Given data ::
***

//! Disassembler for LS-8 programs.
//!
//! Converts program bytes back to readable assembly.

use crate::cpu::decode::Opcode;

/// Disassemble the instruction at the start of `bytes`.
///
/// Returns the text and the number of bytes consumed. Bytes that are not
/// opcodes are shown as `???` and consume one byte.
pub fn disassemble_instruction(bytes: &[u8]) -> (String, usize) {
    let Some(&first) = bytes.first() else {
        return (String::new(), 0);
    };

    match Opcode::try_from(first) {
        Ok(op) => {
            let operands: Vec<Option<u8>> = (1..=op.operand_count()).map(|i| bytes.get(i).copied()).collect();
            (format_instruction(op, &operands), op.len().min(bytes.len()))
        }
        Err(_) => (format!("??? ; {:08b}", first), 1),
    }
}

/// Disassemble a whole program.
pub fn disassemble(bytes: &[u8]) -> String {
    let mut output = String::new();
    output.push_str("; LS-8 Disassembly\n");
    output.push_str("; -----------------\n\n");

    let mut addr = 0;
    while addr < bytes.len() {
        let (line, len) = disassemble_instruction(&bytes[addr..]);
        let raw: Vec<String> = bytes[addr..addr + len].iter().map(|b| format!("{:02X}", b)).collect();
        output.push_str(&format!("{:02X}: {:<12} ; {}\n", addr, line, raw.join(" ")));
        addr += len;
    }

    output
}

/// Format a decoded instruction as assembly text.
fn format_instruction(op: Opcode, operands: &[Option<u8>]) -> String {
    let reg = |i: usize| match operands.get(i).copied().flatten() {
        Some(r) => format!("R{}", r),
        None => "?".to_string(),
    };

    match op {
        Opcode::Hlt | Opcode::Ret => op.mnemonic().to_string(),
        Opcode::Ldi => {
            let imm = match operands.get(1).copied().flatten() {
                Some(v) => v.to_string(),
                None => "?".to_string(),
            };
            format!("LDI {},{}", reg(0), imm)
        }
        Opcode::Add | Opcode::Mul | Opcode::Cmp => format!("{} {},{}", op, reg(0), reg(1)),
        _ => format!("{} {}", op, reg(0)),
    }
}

***

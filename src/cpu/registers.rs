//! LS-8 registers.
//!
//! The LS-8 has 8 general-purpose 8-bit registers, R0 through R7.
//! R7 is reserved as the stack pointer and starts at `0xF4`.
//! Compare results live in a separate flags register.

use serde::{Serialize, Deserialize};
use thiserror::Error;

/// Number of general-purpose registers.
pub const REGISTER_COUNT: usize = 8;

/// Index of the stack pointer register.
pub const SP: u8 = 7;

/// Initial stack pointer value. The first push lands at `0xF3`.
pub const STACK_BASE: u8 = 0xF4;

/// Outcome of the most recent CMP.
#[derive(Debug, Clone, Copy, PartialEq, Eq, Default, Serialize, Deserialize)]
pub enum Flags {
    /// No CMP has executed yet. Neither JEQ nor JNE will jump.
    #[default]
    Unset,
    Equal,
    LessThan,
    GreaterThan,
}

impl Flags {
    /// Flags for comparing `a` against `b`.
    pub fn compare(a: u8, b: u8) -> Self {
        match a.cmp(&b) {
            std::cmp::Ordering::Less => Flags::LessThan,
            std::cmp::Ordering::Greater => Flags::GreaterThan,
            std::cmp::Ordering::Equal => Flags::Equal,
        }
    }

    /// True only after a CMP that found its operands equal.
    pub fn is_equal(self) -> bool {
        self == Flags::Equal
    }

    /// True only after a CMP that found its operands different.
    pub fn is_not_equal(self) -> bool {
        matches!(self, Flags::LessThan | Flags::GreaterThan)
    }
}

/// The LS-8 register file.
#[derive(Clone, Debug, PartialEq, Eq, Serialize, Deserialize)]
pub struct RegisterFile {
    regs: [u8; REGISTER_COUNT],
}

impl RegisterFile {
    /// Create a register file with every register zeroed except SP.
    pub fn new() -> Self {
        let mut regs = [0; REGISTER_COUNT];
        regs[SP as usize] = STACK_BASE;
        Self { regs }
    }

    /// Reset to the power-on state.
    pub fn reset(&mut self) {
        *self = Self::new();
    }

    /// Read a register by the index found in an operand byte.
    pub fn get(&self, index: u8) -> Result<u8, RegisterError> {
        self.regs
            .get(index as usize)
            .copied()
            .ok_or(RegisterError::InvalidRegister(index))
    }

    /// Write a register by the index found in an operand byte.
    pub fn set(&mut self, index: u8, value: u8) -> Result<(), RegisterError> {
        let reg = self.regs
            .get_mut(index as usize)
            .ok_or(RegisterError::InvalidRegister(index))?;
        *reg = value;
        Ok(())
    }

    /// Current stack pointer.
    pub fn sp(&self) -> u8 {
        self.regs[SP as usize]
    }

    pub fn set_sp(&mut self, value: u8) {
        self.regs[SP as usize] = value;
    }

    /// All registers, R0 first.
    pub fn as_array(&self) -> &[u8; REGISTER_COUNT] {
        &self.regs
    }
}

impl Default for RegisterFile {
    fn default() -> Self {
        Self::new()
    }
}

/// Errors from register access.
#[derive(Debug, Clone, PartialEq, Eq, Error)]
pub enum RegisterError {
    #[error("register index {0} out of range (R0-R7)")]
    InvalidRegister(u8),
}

***

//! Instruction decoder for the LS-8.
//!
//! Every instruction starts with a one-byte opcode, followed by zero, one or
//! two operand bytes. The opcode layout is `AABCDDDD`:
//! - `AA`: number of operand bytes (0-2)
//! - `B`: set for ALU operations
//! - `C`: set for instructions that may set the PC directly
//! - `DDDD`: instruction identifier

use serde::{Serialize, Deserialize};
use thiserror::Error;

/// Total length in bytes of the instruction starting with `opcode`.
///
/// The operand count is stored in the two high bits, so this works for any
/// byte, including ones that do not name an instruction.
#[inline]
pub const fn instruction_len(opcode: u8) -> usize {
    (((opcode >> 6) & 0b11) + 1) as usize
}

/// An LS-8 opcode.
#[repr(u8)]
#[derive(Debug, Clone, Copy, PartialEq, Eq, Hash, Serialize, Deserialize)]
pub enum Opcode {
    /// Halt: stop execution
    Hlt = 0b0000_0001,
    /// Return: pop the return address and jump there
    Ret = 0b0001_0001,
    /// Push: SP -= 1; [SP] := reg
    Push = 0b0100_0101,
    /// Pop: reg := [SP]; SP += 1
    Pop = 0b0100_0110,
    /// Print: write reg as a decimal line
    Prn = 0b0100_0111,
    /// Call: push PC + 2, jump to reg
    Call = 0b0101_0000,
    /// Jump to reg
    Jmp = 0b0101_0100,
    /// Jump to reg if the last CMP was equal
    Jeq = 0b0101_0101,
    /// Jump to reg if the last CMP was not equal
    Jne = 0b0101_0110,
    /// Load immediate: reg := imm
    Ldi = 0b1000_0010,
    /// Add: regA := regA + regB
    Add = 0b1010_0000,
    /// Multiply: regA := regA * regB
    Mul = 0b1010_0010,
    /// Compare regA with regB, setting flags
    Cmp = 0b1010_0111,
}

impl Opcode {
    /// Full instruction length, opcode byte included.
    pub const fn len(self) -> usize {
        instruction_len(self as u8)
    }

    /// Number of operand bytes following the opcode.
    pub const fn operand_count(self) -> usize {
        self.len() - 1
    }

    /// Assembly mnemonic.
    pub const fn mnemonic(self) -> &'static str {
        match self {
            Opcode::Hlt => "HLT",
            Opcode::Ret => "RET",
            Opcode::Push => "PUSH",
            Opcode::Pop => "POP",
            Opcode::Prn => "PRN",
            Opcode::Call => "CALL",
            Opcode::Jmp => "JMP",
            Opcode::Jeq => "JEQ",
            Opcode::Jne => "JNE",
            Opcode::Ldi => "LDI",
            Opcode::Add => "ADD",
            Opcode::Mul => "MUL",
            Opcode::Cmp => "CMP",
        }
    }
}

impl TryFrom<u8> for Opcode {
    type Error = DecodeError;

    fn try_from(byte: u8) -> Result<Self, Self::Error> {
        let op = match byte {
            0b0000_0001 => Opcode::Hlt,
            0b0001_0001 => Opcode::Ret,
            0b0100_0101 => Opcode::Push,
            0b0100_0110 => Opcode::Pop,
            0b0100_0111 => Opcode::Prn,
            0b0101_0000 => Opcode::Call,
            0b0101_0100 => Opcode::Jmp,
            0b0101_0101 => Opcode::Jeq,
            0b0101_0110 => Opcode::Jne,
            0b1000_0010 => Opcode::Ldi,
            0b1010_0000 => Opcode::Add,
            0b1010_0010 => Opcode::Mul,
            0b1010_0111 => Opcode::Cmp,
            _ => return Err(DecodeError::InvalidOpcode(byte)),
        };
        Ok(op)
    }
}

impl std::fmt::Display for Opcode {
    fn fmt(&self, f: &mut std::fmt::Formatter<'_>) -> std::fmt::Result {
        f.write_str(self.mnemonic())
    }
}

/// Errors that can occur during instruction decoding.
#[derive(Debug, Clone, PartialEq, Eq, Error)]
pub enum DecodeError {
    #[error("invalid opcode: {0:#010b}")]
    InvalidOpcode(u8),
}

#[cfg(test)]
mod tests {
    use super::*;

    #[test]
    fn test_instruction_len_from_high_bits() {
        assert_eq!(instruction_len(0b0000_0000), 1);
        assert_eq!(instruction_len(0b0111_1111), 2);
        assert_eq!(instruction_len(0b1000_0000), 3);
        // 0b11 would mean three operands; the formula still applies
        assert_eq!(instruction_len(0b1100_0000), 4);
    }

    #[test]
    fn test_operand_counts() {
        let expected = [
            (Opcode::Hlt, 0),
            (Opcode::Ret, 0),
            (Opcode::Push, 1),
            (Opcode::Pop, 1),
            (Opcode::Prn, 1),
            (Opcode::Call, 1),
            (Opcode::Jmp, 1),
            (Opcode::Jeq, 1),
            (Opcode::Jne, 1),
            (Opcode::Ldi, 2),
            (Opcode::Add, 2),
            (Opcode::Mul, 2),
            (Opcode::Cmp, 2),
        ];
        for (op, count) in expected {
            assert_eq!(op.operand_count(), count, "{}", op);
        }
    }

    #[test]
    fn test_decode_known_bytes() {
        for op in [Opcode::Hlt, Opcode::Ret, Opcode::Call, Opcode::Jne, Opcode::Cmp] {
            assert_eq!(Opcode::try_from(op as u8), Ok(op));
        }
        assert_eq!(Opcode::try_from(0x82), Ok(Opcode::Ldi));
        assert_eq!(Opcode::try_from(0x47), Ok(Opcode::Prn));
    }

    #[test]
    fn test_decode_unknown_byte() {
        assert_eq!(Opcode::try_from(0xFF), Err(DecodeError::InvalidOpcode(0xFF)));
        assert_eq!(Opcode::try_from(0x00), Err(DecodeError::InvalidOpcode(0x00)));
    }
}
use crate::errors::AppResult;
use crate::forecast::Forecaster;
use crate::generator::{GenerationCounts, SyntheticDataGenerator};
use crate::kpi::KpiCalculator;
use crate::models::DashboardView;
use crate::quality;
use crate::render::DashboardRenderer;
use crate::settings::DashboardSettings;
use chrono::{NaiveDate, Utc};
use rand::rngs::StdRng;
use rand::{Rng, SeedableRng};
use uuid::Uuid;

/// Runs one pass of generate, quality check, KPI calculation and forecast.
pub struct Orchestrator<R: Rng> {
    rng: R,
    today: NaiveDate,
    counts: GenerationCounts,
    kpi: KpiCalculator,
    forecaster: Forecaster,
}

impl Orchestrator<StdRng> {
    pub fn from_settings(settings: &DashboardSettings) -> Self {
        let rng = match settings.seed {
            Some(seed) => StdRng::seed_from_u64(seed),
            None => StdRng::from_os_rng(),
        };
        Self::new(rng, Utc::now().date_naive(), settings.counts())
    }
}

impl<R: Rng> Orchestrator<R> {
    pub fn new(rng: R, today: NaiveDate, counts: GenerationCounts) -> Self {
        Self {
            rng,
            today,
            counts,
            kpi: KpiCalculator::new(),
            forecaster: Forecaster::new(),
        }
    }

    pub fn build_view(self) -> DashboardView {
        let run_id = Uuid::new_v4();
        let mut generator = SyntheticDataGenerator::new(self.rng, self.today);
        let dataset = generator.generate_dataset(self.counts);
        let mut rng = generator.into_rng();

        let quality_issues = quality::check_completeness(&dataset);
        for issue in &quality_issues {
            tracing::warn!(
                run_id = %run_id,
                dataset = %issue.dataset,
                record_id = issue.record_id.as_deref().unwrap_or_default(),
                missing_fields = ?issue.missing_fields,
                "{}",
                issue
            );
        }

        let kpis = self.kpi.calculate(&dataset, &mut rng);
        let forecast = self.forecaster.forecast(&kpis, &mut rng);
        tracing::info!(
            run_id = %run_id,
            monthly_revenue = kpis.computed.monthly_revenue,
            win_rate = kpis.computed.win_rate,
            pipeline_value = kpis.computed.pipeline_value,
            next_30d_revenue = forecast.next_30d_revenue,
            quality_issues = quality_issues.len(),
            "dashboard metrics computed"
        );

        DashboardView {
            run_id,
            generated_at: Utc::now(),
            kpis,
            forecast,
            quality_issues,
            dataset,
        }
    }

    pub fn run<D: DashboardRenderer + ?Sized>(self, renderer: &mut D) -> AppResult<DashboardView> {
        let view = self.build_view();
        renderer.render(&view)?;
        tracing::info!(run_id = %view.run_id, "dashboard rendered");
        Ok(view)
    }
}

***

Work required :: Look through the listing above and count the lines where the string "usize" appears. Report the number only.

Output of the task :: 12